> **Supplied data**:
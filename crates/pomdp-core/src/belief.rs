#[cfg(feature = "serde")]
use serde::{Deserialize, Serialize};

use crate::BeliefError;

/// Default slack allowed on the sum of a belief and on each entry's sign.
pub const BELIEF_TOLERANCE: f64 = 1e-6;

/// A probability distribution over world states.
///
/// Construction validates the vector once; afterwards a `Belief` is known to be finite,
/// non-negative (within tolerance) and to sum to 1 (within tolerance). The values are stored as
/// given, never renormalized.
#[derive(Debug, Clone, PartialEq)]
#[cfg_attr(feature = "serde", derive(Serialize, Deserialize))]
#[cfg_attr(feature = "serde", serde(try_from = "Vec<f64>", into = "Vec<f64>"))]
pub struct Belief {
    values: Vec<f64>,
}

impl Belief {
    pub fn new(values: Vec<f64>) -> Result<Self, BeliefError> {
        Self::with_tolerance(values, BELIEF_TOLERANCE)
    }

    pub fn with_tolerance(values: Vec<f64>, tolerance: f64) -> Result<Self, BeliefError> {
        if !tolerance.is_finite() || tolerance < 0.0 {
            return Err(BeliefError::InvalidTolerance { tolerance });
        }
        if values.is_empty() {
            return Err(BeliefError::Empty);
        }

        let mut sum = 0.0;
        for (state, &value) in values.iter().enumerate() {
            if !value.is_finite() {
                return Err(BeliefError::NonFinite { state });
            }
            if value < -tolerance {
                return Err(BeliefError::Negative { state, value });
            }
            sum += value;
        }

        if (sum - 1.0).abs() > tolerance {
            return Err(BeliefError::NotNormalized { sum });
        }

        Ok(Self { values })
    }

    /// Every state equally likely.
    pub fn uniform(states: usize) -> Result<Self, BeliefError> {
        if states == 0 {
            return Err(BeliefError::Empty);
        }
        let p = 1.0 / states as f64;
        Ok(Self {
            values: vec![p; states],
        })
    }

    /// All mass on `state`.
    pub fn point(states: usize, state: usize) -> Result<Self, BeliefError> {
        if states == 0 {
            return Err(BeliefError::Empty);
        }
        if state >= states {
            return Err(BeliefError::StateOutOfRange { state, states });
        }
        let mut values = vec![0.0; states];
        values[state] = 1.0;
        Ok(Self { values })
    }

    pub fn len(&self) -> usize {
        self.values.len()
    }

    pub fn is_empty(&self) -> bool {
        self.values.is_empty()
    }

    pub fn as_slice(&self) -> &[f64] {
        &self.values
    }

    pub fn get(&self, state: usize) -> Option<f64> {
        self.values.get(state).copied()
    }

    /// Dot product against a linear functional over states (e.g. an alpha vector).
    ///
    /// Entries past the shorter of the two slices are ignored.
    pub fn dot(&self, alpha: &[f64]) -> f64 {
        self.values.iter().zip(alpha).map(|(b, a)| b * a).sum()
    }
}

impl TryFrom<Vec<f64>> for Belief {
    type Error = BeliefError;

    fn try_from(values: Vec<f64>) -> Result<Self, Self::Error> {
        Self::new(values)
    }
}

impl From<Belief> for Vec<f64> {
    fn from(belief: Belief) -> Self {
        belief.values
    }
}

impl AsRef<[f64]> for Belief {
    fn as_ref(&self) -> &[f64] {
        &self.values
    }
}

> **What is required**: Extract the full listing above without alteration.

> **Your response**:
filename crates/pomdp-core/src/belief.rs
#[cfg(feature = "serde")]
use serde::{Deserialize, Serialize};

use crate::BeliefError;

/// Default slack allowed on the sum of a belief and on each entry's sign.
pub const BELIEF_TOLERANCE: f64 = 1e-6;

/// A probability distribution over world states.
///
/// Construction validates the vector once; afterwards a `Belief` is known to be finite,
/// non-negative (within tolerance) and to sum to 1 (within tolerance). The values are stored as
/// given, never renormalized.
#[derive(Debug, Clone, PartialEq)]
#[cfg_attr(feature = "serde", derive(Serialize, Deserialize))]
#[cfg_attr(feature = "serde", serde(try_from = "Vec<f64>", into = "Vec<f64>"))]
pub struct Belief {
    values: Vec<f64>,
}

impl Belief {
    pub fn new(values: Vec<f64>) -> Result<Self, BeliefError> {
        Self::with_tolerance(values, BELIEF_TOLERANCE)
    }

    pub fn with_tolerance(values: Vec<f64>, tolerance: f64) -> Result<Self, BeliefError> {
        if !tolerance.is_finite() || tolerance < 0.0 {
            return Err(BeliefError::InvalidTolerance { tolerance });
        }
        if values.is_empty() {
            return Err(BeliefError::Empty);
        }

        let mut sum = 0.0;
        for (state, &value) in values.iter().enumerate() {
            if !value.is_finite() {
                return Err(BeliefError::NonFinite { state });
            }
            if value < -tolerance {
                return Err(BeliefError::Negative { state, value });
            }
            sum += value;
        }

        if (sum - 1.0).abs() > tolerance {
            return Err(BeliefError::NotNormalized { sum });
        }

        Ok(Self { values })
    }

    /// Every state equally likely.
    pub fn uniform(states: usize) -> Result<Self, BeliefError> {
        if states == 0 {
            return Err(BeliefError::Empty);
        }
        let p = 1.0 / states as f64;
        Ok(Self {
            values: vec![p; states],
        })
    }

    /// All mass on `state`.
    pub fn point(states: usize, state: usize) -> Result<Self, BeliefError> {
        if states == 0 {
            return Err(BeliefError::Empty);
        }
        if state >= states {
            return Err(BeliefError::StateOutOfRange { state, states });
        }
        let mut values = vec![0.0; states];
        values[state] = 1.0;
        Ok(Self { values })
    }

    pub fn len(&self) -> usize {
        self.values.len()
    }

    pub fn is_empty(&self) -> bool {
        self.values.is_empty()
    }

    pub fn as_slice(&self) -> &[f64] {
        &self.values
    }

    pub fn get(&self, state: usize) -> Option<f64> {
        self.values.get(state).copied()
    }

    /// Dot product against a linear functional over states (e.g. an alpha vector).
    ///
    /// Entries past the shorter of the two slices are ignored.
    pub fn dot(&self, alpha: &[f64]) -> f64 {
        self.values.iter().zip(alpha).map(|(b, a)| b * a).sum()
    }
}

impl TryFrom<Vec<f64>> for Belief {
    type Error = BeliefError;

    fn try_from(values: Vec<f64>) -> Result<Self, Self::Error> {
        Self::new(values)
    }
}

impl From<Belief> for Vec<f64> {
    fn from(belief: Belief) -> Self {
        belief.values
    }
}

impl AsRef<[f64]> for Belief {
    fn as_ref(&self) -> &[f64] {
        &self.values
    }
}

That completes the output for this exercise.